I am building my own DJ booth in a small venue. I am installing a Booth Sound system so I can hear my mixing better. From a sound quality stand point for myself and the club partons what is the best placement of these speakers? Behind me facing towards the crowd, infront of me facing me only. Up high and down low?

Thanks

From my crash-course in Nightclub management:

Put a couple really high power mid/high speakers at head level around 2 and 10 o-clock. if they are higher tilt them down, and likewise if they are lower tilt them up, so the speaker's axis shoots right into the ear. You don't need or really want the sound going out into the house, your dancefloor PA should adequately cover that.
Think "Texas Headphones" style like used for drumfills. Putting speakers behind you is just as pointless as guitarists with their amps behind them at knee-level.

Every DJ wants different things from the monitors, some want it ridiculous (louder than the mains) others don't want them at all.
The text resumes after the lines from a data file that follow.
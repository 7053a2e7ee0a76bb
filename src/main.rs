//! # datalyst CLI
//!
//! Command-line interface for the datalyst analyst core. It loads a data
//! file, derives a prompt-ready context, and answers questions about the
//! data through the configured model backend.
//!
//! ## Usage
//!
//! ```bash
//! datalyst --config ./config/datalyst.toml <command>
//! ```
//!
//! ## Commands
//!
//! | Command | Description |
//! |---------|-------------|
//! | `datalyst inspect <file>` | Ingest a file and print metadata + context |
//! | `datalyst ask <file> "<question>"` | Load a file and ask one question |
//! | `datalyst chat <file>` | Interactive Q&A session over one file |
//! | `datalyst backends` | Show backend endpoints and their health |
//! | `datalyst serve` | Start the HTTP API for UI front ends |
//!
//! ## Examples
//!
//! ```bash
//! # What does this spreadsheet contain?
//! datalyst inspect sales.xlsx
//!
//! # One-shot question against the local model
//! datalyst ask sales.csv "which region is growing fastest?"
//!
//! # Use the hosted backend instead
//! DATALYST_BACKEND=cloud TOGETHER_API_KEY=... datalyst chat report.pdf
//! ```

use std::io::{BufRead, Write};
use std::path::PathBuf;

use anyhow::Context;
use clap::{Parser, Subcommand};

use datalyst::agent::Analyst;
use datalyst::{config, server, status};

/// datalyst — a conversational data analyst over local or hosted language
/// models.
///
/// All commands accept a `--config` flag pointing to a TOML configuration
/// file; a missing file means built-in defaults. See
/// `config/datalyst.example.toml` for the full set of options.
#[derive(Parser)]
#[command(
    name = "datalyst",
    about = "Load a data file, build a bounded context, and ask questions over a local or hosted model backend",
    version
)]
struct Cli {
    /// Path to configuration file (TOML). Defaults apply when the file
    /// does not exist.
    #[arg(long, global = true, default_value = "./config/datalyst.toml")]
    config: PathBuf,

    #[command(subcommand)]
    command: Commands,
}

/// Top-level CLI commands.
#[derive(Subcommand)]
enum Commands {
    /// Ingest a file and print its metadata and derived context.
    ///
    /// Runs the full ingestion pipeline (format detection, parsing, context
    /// building) without contacting any backend. Useful for checking what
    /// the model will be told about a file.
    Inspect {
        /// Path to the file to inspect.
        file: PathBuf,
    },

    /// Load a file and ask a single question.
    Ask {
        /// Path to the data file.
        file: PathBuf,

        /// The question to ask about the data.
        question: String,
    },

    /// Interactive chat over one loaded file.
    ///
    /// Reads questions from stdin until EOF or `exit`. `reset` clears the
    /// conversation without reloading the file.
    Chat {
        /// Path to the data file.
        file: PathBuf,
    },

    /// Show the configured backends and their health.
    Backends,

    /// Start the HTTP API server.
    ///
    /// Binds to `[server].bind` and serves the session endpoints consumed
    /// by UI front ends.
    Serve,
}

#[tokio::main]
async fn main() -> anyhow::Result<()> {
    env_logger::init();
    let cli = Cli::parse();
    let cfg = config::load_config(&cli.config)?;

    match cli.command {
        Commands::Inspect { file } => {
            let mut analyst = analyst_for_inspection(&cfg)?;
            let bytes = read_file(&file)?;
            let loaded = analyst
                .load_bytes(&file_name(&file), &bytes)
                .map_err(|e| anyhow::anyhow!("{} [{}]", e, e.code()))?;

            println!("file:    {}", loaded.source.name);
            println!("format:  {}", loaded.source.kind.as_str());
            println!("size:    {} bytes", loaded.source.size);
            println!("sha256:  {}", loaded.source.sha256);
            if let Some(ds) = loaded.dataset() {
                println!("payload: table ({} rows x {} columns)", ds.rows, ds.columns.len());
            } else if let Some(text) = loaded.extracted_text() {
                println!("payload: text ({} chars)", text.chars().count());
            }
            println!();
            println!("metadata:");
            for (key, value) in &loaded.metadata {
                println!("  {}: {}", key, value);
            }
            println!();
            println!("context ({} chars):", loaded.context.len());
            println!("{}", loaded.context);
        }
        Commands::Ask { file, question } => {
            let mut analyst = Analyst::new(&cfg)?;
            let bytes = read_file(&file)?;
            analyst
                .load_bytes(&file_name(&file), &bytes)
                .map_err(|e| anyhow::anyhow!("{} [{}]", e, e.code()))?;
            let answer = analyst.ask(&question).await?;
            println!("{}", answer);
        }
        Commands::Chat { file } => {
            let mut analyst = Analyst::new(&cfg)?;
            let bytes = read_file(&file)?;
            let loaded = analyst
                .load_bytes(&file_name(&file), &bytes)
                .map_err(|e| anyhow::anyhow!("{} [{}]", e, e.code()))?;
            println!(
                "loaded {} ({}); 'reset' clears the conversation, 'exit' quits",
                loaded.source.name,
                loaded.source.kind.as_str()
            );
            run_chat_loop(&mut analyst).await?;
        }
        Commands::Backends => {
            status::list_backends(&cfg).await?;
        }
        Commands::Serve => {
            server::run_server(&cfg).await?;
        }
    }

    Ok(())
}

/// The inspect command never talks to a backend, so backend construction
/// must not be able to fail it (e.g. cloud kind with no credential);
/// fall back to the local gateway for offline inspection.
fn analyst_for_inspection(cfg: &config::Config) -> anyhow::Result<Analyst> {
    match Analyst::new(cfg) {
        Ok(analyst) => Ok(analyst),
        Err(_) => {
            let mut local_cfg = cfg.clone();
            local_cfg.backend.kind = config::BackendKind::Local;
            Analyst::new(&local_cfg).map_err(|e| anyhow::anyhow!("backend init: {}", e))
        }
    }
}

fn read_file(path: &PathBuf) -> anyhow::Result<Vec<u8>> {
    std::fs::read(path).with_context(|| format!("Failed to read file: {}", path.display()))
}

fn file_name(path: &PathBuf) -> String {
    path.file_name()
        .map(|n| n.to_string_lossy().into_owned())
        .unwrap_or_else(|| path.display().to_string())
}

async fn run_chat_loop(analyst: &mut Analyst) -> anyhow::Result<()> {
    let stdin = std::io::stdin();
    let mut stdout = std::io::stdout();
    loop {
        print!("> ");
        stdout.flush()?;
        let mut line = String::new();
        if stdin.lock().read_line(&mut line)? == 0 {
            break;
        }
        let question = line.trim();
        match question {
            "" => continue,
            "exit" | "quit" => break,
            "reset" => {
                analyst.reset_conversation();
                println!("conversation cleared");
                continue;
            }
            _ => {}
        }
        match analyst.ask(question).await {
            Ok(answer) => println!("{}\n", answer),
            Err(e) => eprintln!("error: {}\n", e),
        }
    }
    Ok(())
}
From a logical standpoint, you would like to hear what's going on in the house if you are controlling the level out there. But if you have a sound crew or club manager controlling the house volume it's not as important.
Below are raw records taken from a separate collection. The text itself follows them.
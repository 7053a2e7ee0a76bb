//! Ingestion dispatch.
//!
//! The single entry point for turning raw file bytes into a normalized
//! payload: size gate → format detection → per-format ingestor. Library
//! faults never escape; every failure is classified into
//! [`IngestionError`](crate::error::IngestionError) before it crosses this
//! boundary.

use log::debug;
use serde_json::json;

use crate::error::IngestionError;
use crate::format;
use crate::models::{Dataset, FormatKind, Ingested, Metadata};
use crate::{ingest_csv, ingest_docx, ingest_excel, ingest_image, ingest_pdf, ingest_text};

/// Ingest a file: detect its format and run the matching ingestor.
///
/// Returns the detected format alongside the payload and metadata so the
/// caller can record the source identity.
pub fn ingest(
    bytes: &[u8],
    filename: &str,
    max_bytes: u64,
) -> Result<(FormatKind, Ingested), IngestionError> {
    if bytes.is_empty() {
        return Err(IngestionError::Empty);
    }
    if bytes.len() as u64 > max_bytes {
        return Err(IngestionError::TooLarge {
            size: bytes.len() as u64,
            max: max_bytes,
        });
    }

    let kind = format::detect(filename, bytes)?;
    debug!("ingesting {} as {}", filename, kind.as_str());

    let ingested = match kind {
        FormatKind::Csv => ingest_csv::ingest(bytes)?,
        FormatKind::Excel => ingest_excel::ingest(bytes)?,
        FormatKind::Pdf => ingest_pdf::ingest(bytes)?,
        FormatKind::Docx => ingest_docx::ingest(bytes)?,
        FormatKind::Text => ingest_text::ingest(bytes)?,
        FormatKind::Image => ingest_image::ingest(bytes)?,
    };

    Ok((kind, ingested))
}

/// Decode text-like bytes: strict UTF-8 (with BOM sniffing, which also
/// covers UTF-16 BOMs), then Windows-1252 as the fallback. Bytes carrying
/// binary control characters are rejected as an encoding failure rather
/// than decoded into garbage.
pub(crate) fn decode_text(bytes: &[u8]) -> Result<String, IngestionError> {
    let (decoded, _, had_errors) = encoding_rs::UTF_8.decode(bytes);
    if !had_errors {
        return Ok(decoded.into_owned());
    }

    let binary = bytes
        .iter()
        .any(|&b| b < 0x09 || (b > 0x0d && b < 0x20) || b == 0x7f);
    if binary {
        return Err(IngestionError::Encoding(
            "not valid UTF-8 and content is not text-like".to_string(),
        ));
    }

    let (decoded, _, had_errors) = encoding_rs::WINDOWS_1252.decode(bytes);
    if had_errors {
        return Err(IngestionError::Encoding(
            "no fallback encoding could decode the content".to_string(),
        ));
    }
    Ok(decoded.into_owned())
}

/// Standard metadata block for tabular payloads.
pub(crate) fn table_metadata(dataset: &Dataset) -> Metadata {
    let mut meta = Metadata::new();
    meta.insert("rows".to_string(), json!(dataset.rows));
    meta.insert("columns".to_string(), json!(dataset.columns.len()));
    meta.insert(
        "column_names".to_string(),
        json!(dataset
            .columns
            .iter()
            .map(|c| c.name.clone())
            .collect::<Vec<_>>()),
    );
    meta.insert(
        "column_types".to_string(),
        json!(dataset
            .columns
            .iter()
            .map(|c| (c.name.clone(), c.semantic.as_str()))
            .collect::<std::collections::BTreeMap<_, _>>()),
    );
    meta.insert(
        "missing_values".to_string(),
        json!(dataset
            .missing_counts()
            .into_iter()
            .collect::<std::collections::BTreeMap<_, _>>()),
    );
    meta
}

/// Standard metadata block for free-text payloads.
pub(crate) fn text_metadata(text: &str) -> Metadata {
    let mut meta = Metadata::new();
    meta.insert("word_count".to_string(), json!(text.split_whitespace().count()));
    meta.insert("char_count".to_string(), json!(text.chars().count()));
    meta
}

#[cfg(test)]
mod tests {
    use super::*;

    #[test]
    fn empty_input_is_rejected() {
        let err = ingest(b"", "data.csv", 1024).unwrap_err();
        assert!(matches!(err, IngestionError::Empty));
    }

    #[test]
    fn oversize_input_is_rejected() {
        let err = ingest(b"a,b\n1,2\n", "data.csv", 4).unwrap_err();
        assert!(matches!(err, IngestionError::TooLarge { size: 8, max: 4 }));
    }

    #[test]
    fn decode_utf8_passthrough() {
        assert_eq!(decode_text("héllo".as_bytes()).unwrap(), "héllo");
    }

    #[test]
    fn decode_latin1_fallback() {
        // "café" in Windows-1252: 0xe9 for é
        let bytes = [b'c', b'a', b'f', 0xe9];
        assert_eq!(decode_text(&bytes).unwrap(), "café");
    }

    #[test]
    fn decode_binary_is_encoding_error() {
        let bytes = [0xff, 0x00, 0x01, 0x02];
        let err = decode_text(&bytes).unwrap_err();
        assert!(matches!(err, IngestionError::Encoding(_)));
    }

    #[test]
    fn text_metadata_counts() {
        let meta = text_metadata("two words");
        assert_eq!(meta["word_count"], 2);
        assert_eq!(meta["char_count"], 9);
    }
}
Here's what I've had the best luck with in small-booth installed monitors: (all with rigging capability -use any other box or monitor at your own risk)
EAW DC-6 (discontinued) or UB82 (essentially the same)
EAW DC-5 -not sure of current equivalent (it's a sideways 12+2 box -probably the VR21 would work)
Community iW28 iBOX SERIES
EV Electro-Voice*FRi Series
Grundorf GT Series - Full Range : GT-1601 -flown sideways
-and for something larger and almost indestructible:
Grundorf GT Series - Full Range : GT-2002 -flown sideways

You may need a sub if your not getting enough off the main ones. There's never one that will be enough :) but in a smaller booth, compact is the key.
I also recommend more power than you think you'll need and then processing. Multiband limiter, HPF and some EQ -obviously a DSP is ideal and if your main processor as a set of spare inputs and outputs you could use that, if not then a stack of analog gear would work. Set your limit so that the speakers can maintain an overdriven hash of highly compressed music indefinitely -take heat and duty-cycle into account. Having a larger-than-needed amp also helps in that it doesn't run as hot or spin it's fan as hard.
 
Re: DJ Booth System

Thanks guys for all of the responses!

I decided to go with some home Bose speakers. Not the highest quality but they do the job on a very tight budget. I mounted them facing the DJ and it definitely helps with the mix quality!
 
Re: DJ Booth System

Thanks guys for all of the responses!

I decided to go with some home Bose speakers. Not the highest quality but they do the job on a very tight budget. I mounted them facing the DJ and it definitely helps with the mix quality!
So I guess we were talking about some very different levels of DJ's here. What is fine for some doesn't even make a set of headphones for another.

HENCE the reason to FIGURE OUT THE REAL NEEDS FIRST!!!!!!!!!!!!!!!

Without that-answers could go anywhere.
 
Re: DJ Booth System

Thanks guys for all of the responses!

I decided to go with some home Bose speakers. Not the highest quality but they do the job on a very tight budget. I mounted them facing the DJ and it definitely helps with the mix quality!

Urm good luck with that I guess? I hope you have some sort of solid limiting on those or they are going to be toast really quickly. I also hope you haven't "flown" them in any way, shape, or form as they are not rated to do so.